Changes in the Level of Immunoglobulins and CD4/CD8 Ratio in Young and Aged Mice with Estradiol Deficiency

Studies demonstrated that deficiency in 17β-estradiol (E₂) in postmenopausal women influences their immune system. However, few studies have reported alterations in immunologic presentation during nonnatural menopause in young females. Here we compared the differences in immune response between young C57BL/6N mice with surgical or medical variectomy and aged C57BL/6N mice with the common feature of E₂ deficiency following Con A stimulation. We observed inverted CD4/CD8 ratios in the aged group and apparent reduced production of serum immunoglobin (Ig)G, IgA, and IgM in the surgical group, whereas changes in immune parameters in the medical group were moderate. These data suggested that the immunological response to Con A stimulus differed among the three groups and that E₂ deficiency was only partially responsible for the development of immune deficiency in aged mice.

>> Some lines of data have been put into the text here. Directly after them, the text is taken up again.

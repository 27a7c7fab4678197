pub(crate) mod bottom_bar;
pub(crate) mod feed;
pub(crate) mod filters;
pub(crate) mod inspect;
pub(crate) mod main_view;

Impact of Estrogen Therapy on Lymphocyte Homeostasis and the Response to Seasonal Influenza Vaccine in Post-Menopausal Women

It is widely recognized that changes in levels of ovarian steroids modulate severity of autoimmune disease and immune function in young adult women. These observations suggest that the loss of ovarian steroids associated with menopause could affect the age-related decline in immune function, known as immune senescence. Therefore, in this study, we determined the impact of menopause and estrogen therapy (ET) on lymphocyte subset frequency as well as the immune response to seasonal influenza vaccine in three different groups: 1) young adult women (regular menstrual cycles, not on hormonal contraception); 2) post-menopausal (at least 2 years) women who are not receiving any form of hormone therapy (HT) and 3) post-menopausal hysterectomized women receiving ET. Although the numbers of circulating CD4 and CD20 B cells were reduced in the post-menopausal group receiving ET, we also detected a better preservation of naïve B cells, decreased CD4 T cell inflammatory cytokine production, and slightly lower circulating levels of the pro-inflammatory cytokine IL-6. Following vaccination, young adult women generated more robust antibody and T cell responses than both post-menopausal groups. Despite similar vaccine responses between the two post-menopausal groups, we observed a direct correlation between plasma 17β estradiol (E2) levels and fold increase in IgG titers within the ET group. These findings suggest that ET affects immune homeostasis and that higher plasma E2 levels may enhance humoral responses in post-menopausal women.

Probing the impact of sex steroids and menopause-related sex steroid deprivation on modulation of immune senescence

Immune senescence denotes the general decline in immune system function, characterized by a reduced immune response and an increased inflammatory state. Menopause is a natural change in a women's life, the menopause-related low estrogen levels affecting many body functions, among them the immune system. Numerous human studies with menopausal women and animal models with surgically induced menopause show a clear impact of sex steroids in immune responses. Female superiority in vaccination response and predisposition to infections are eliminated after menopause, while during menopause inflammatory cytokines such as Tumor Necrosis Factor-α (TNF-α), Interleukins-1β, 6, 8 and 13 (IL-1β, IL-6, IL-8, IL-13) and Monocyte Chemoattractant Protein-1 (MCP-1) are increased, implying a molecular connection of sex steroid loss with immune senescence. Moreover, immune cells modify their number and function after the menopausal transition, this offering another explanation for immune senescence. Until now most of the existing studies have concluded that menopause plays an additional role to aging in immune senescence. While it is clear that we are as yet far from thoroughly understanding the molecular pathways connecting sex steroids and menopause with immune senescence, such knowledge is highly likely to enable future targeted interventions in treatment and prevention of age-related diseases in women.